Ce n’est pas un adieu – ni même un au revoir
Dessin réalisé par Nathanaël Schmid pour Le Regard Libre
Après plus de douze ans à faire grandir Le Regard Libre, je quitte mes fonctions exécutives avec émotion, heureux de savoir cette aventure collective assez forte pour poursuivre son chemin sous la rédaction en chef de Pablo Sánchez. Rendez-vous en septembre!
Si vous lisez ces lignes avant la parution du prochain numéro, c’est que je suis encore rédacteur en chef du Regard Libre. Mais lorsque sera parue notre édition de septembre, ce ne sera plus le cas.
Ecrire un éditorial d’adieu ou même d’au revoir ne correspondrait néanmoins pas vraiment à la situation. Car je ne quitte pas Le Regard Libre. Un parent n’abandonne pas son bébé!
Certes, je cesserai bientôt d’en assurer la direction opérationnelle après douze années passées à construire, avec des dizaines de rédacteurs, de photographes, de chroniqueurs, de partenaires et bien sûr de lecteurs, une aventure qui nous a souvent dépassés nous-mêmes et qui a représenté une grande partie de ma vie jusqu’à ce jour. Mais je demeure président de l’association qui édite cette revue et continuerai d’y proposer un texte chaque mois. Surtout, je reste membre de cette communauté intellectuelle qui s’est formée au fil du temps et qui ne cesse de se consolider.
Transmission à Pablo Sánchez
Lorsque j’ai fondé Le Regard Libre en janvier 2014, je ne savais pas exactement ce qu’il deviendrait. Toutefois, mes collègues et moi savions déjà ce qu’il ne devait pas être: un média prisonnier des conformismes. Nous voulions créer un espace où les idées puissent être discutées librement, où la culture et le débat d’idées soient pris au sérieux. Douze ans plus tard, cette ambition demeure intacte.
Les personnes s’en vont ou s’en viennent. Elles changent de fonctions. Les institutions qui durent sont précisément celles qui acceptent ces évolutions sans renoncer à leur identité. A vrai dire, le plus beau compliment que l’on puisse faire au fondateur d’une œuvre collective est peut-être de constater qu’elle ne dépend plus de lui.
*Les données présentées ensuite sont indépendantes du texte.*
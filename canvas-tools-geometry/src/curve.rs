//! Single-axis curve math.
//!
//! Every function here works on one coordinate at a time. Call it once with
//! the x values and once with the y values to get a 2-D result, or use
//! [`crate::Point`], which does exactly that.

/// Smoothing applied by [`smooth_control_point`].
pub const DEFAULT_SMOOTH_FACTOR: f64 = 0.75;

/// Average of `p1` and `p2`.
#[inline]
pub fn mid(p1: f64, p2: f64) -> f64 {
    (p1 + p2) / 2.0
}

/// Mirror `p1` in `p2`, scaled by `factor`.
///
/// A factor of 0 returns `p2`; 1 puts the result as far past `p2` as `p1` is
/// before it.
#[inline]
pub fn mirror(p1: f64, p2: f64, factor: f64) -> f64 {
    p2 + factor * (p2 - p1)
}

/// Point reflection of `p1` through `p2`.
#[inline]
pub fn reflect(p1: f64, p2: f64) -> f64 {
    mirror(p1, p2, 1.0)
}

/// Cubic Bézier blend of four control values at parameter `t`.
///
/// `t = 0` gives `p1` and `t = 1` gives `p4`. Values outside `[0, 1]`
/// extrapolate along the same polynomial.
#[inline]
pub fn bezier_point(t: f64, p1: f64, p2: f64, p3: f64, p4: f64) -> f64 {
    let s = 1.0 - t;
    s.powi(3) * p1 + 3.0 * s.powi(2) * t * p2 + 3.0 * s * t.powi(2) * p3 + t.powi(3) * p4
}

/// Control value near anchor `p2` for a smooth join between the segment
/// arriving from `p1` and the one leaving toward `next`.
///
/// `p1` is mirrored through `p2` by `smooth_factor`, pulled halfway back to
/// `p2`, and averaged with the midpoint of `p2` and `next`.
pub fn control_point(p1: f64, p2: f64, next: f64, smooth_factor: f64) -> f64 {
    let sa = mirror(p1, p2, smooth_factor);
    let sb = mid(p2, sa);
    let m = mid(p2, next);
    mid(sb, m)
}

/// [`control_point`] with [`DEFAULT_SMOOTH_FACTOR`].
#[inline]
pub fn smooth_control_point(p1: f64, p2: f64, next: f64) -> f64 {
    control_point(p1, p2, next, DEFAULT_SMOOTH_FACTOR)
}

/// Angle in degrees of the line from `(x0, y0)` to `(x1, y1)`.
///
/// Measured from the horizontal with y growing downward, so a line going up
/// the screen has a positive angle: `(0,0)→(1,0)` is 0, `(0,0)→(0,1)` is -90
/// and `(0,0)→(-1,0)` is 180. Lines pointing left land in `(90, 270]`.
///
/// Coincident points have no direction and give NaN; callers must skip
/// zero-length segments.
pub fn line_angle(x0: f64, y0: f64, x1: f64, y1: f64) -> f64 {
    let dx = x1 - x0;
    let dy = y1 - y0;
    let length = dx.hypot(dy);
    let v = ((y0 - y1) / length).asin().to_degrees();
    if dx < 0.0 { 180.0 - v } else { v }
}

#[cfg(test)]
mod tests {
    use super::*;

    const EPSILON: f64 = 1e-9;

    fn assert_close(actual: f64, expected: f64) {
        assert!(
            (actual - expected).abs() < EPSILON,
            "expected {expected}, got {actual}"
        );
    }

    #[test]
    fn test_mid() {
        assert_eq!(mid(2.0, 4.0), 3.0);
        assert_eq!(mid(-1.0, 1.0), 0.0);
    }

    #[test]
    fn test_mirror() {
        assert_eq!(mirror(1.0, 3.0, 0.0), 3.0);
        assert_eq!(mirror(1.0, 3.0, 1.0), 5.0);
        assert_eq!(mirror(1.0, 3.0, 0.5), 4.0);
        assert_eq!(reflect(1.0, 3.0), 5.0);
    }

    #[test]
    fn test_bezier_midpoint() {
        // (1/8)*0 + (3/8)*1 + (3/8)*2 + (1/8)*3
        assert_close(bezier_point(0.5, 0.0, 1.0, 2.0, 3.0), 1.5);
        assert_close(bezier_point(0.5, 0.0, 0.0, 8.0, 8.0), 4.0);
    }

    #[test]
    fn test_bezier_extrapolates() {
        // A straight line stays straight outside [0, 1].
        assert_close(bezier_point(2.0, 0.0, 1.0, 2.0, 3.0), 6.0);
        assert_close(bezier_point(-1.0, 0.0, 1.0, 2.0, 3.0), -3.0);
    }

    #[test]
    fn test_control_point() {
        // sa = 10 + 0.75 * 10 = 17.5, sb = 13.75, m = 15, result = 14.375
        assert_close(control_point(0.0, 10.0, 20.0, 0.75), 14.375);
        assert_close(smooth_control_point(0.0, 10.0, 20.0), 14.375);
    }

    #[test]
    fn test_control_point_collinear_anchors() {
        // With no smoothing the control point is the mean of p2 and the
        // midpoint toward the next anchor.
        assert_close(control_point(0.0, 10.0, 20.0, 0.0), 12.5);
        assert_close(control_point(5.0, 5.0, 5.0, 0.75), 5.0);
    }

    #[test]
    fn test_line_angle_axes() {
        assert_close(line_angle(0.0, 0.0, 1.0, 0.0), 0.0);
        assert_close(line_angle(0.0, 0.0, 0.0, 1.0), -90.0);
        assert_close(line_angle(0.0, 0.0, -1.0, 0.0), 180.0);
        assert_close(line_angle(0.0, 0.0, 0.0, -1.0), 90.0);
    }

    #[test]
    fn test_line_angle_diagonals() {
        assert_close(line_angle(0.0, 0.0, 1.0, -1.0), 45.0);
        assert_close(line_angle(0.0, 0.0, -1.0, -1.0), 135.0);
        assert_close(line_angle(0.0, 0.0, -1.0, 1.0), 225.0);
        assert_close(line_angle(0.0, 0.0, 1.0, 1.0), -45.0);
    }

    #[test]
    fn test_line_angle_is_translation_invariant() {
        assert_close(line_angle(10.0, 20.0, 13.0, 17.0), line_angle(0.0, 0.0, 3.0, -3.0));
    }

    #[test]
    fn test_line_angle_coincident_points_is_nan() {
        assert!(line_angle(3.0, 4.0, 3.0, 4.0).is_nan());
    }
}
C’est pourquoi, non sans une grande émotion, je suis particulièrement heureux de transmettre la rédaction en chef de cette publication à mon collègue Pablo Sánchez – actuellement en charge des débats – au 1er septembre, trois jours avant mes trente ans. Les lecteurs le connaissent déjà. Durant ces dernières années, j’ai pu apprécier ses compétences humaines et journalistiques, son engagement et son attachement aux valeurs qui ont toujours guidé notre démarche. Le Regard Libre continuera de se développer sous son impulsion, comme il s’est développé sous celle de nombreuses personnes avant lui.
De mon côté, une nouvelle aventure commence à L’Agefi, dont j’ai repris la rédaction en chef le 15 juin dernier. Il existe cependant une continuité profonde entre ces deux engagements. Dans un cas comme dans l’autre, il s’agit de défendre la liberté et la responsabilité individuelles, le pluralisme médiatique, l’indépendance et bien sûr la recherche rigoureuse – et donc ouverte – de la vérité.
Alors non, ce n’est pas un adieu. Ni même un au revoir. Il s’agit simplement d’une nouvelle page qui s’ouvre, d’une histoire que nous continuerons d’écrire ensemble.
Merci pour la confiance et la curiosité que vous avez témoignées durant toutes ces années au Regard Libre – et que vous m’avez témoignées. Je ne doute pas de votre fidélité renouvelée à la rentrée d’automne. Hâte de vous y retrouver! D’ici là, bel été.
Rédacteur en chef de L’Agefi, Jonas Follonier est le fondateur et président du Regard Libre.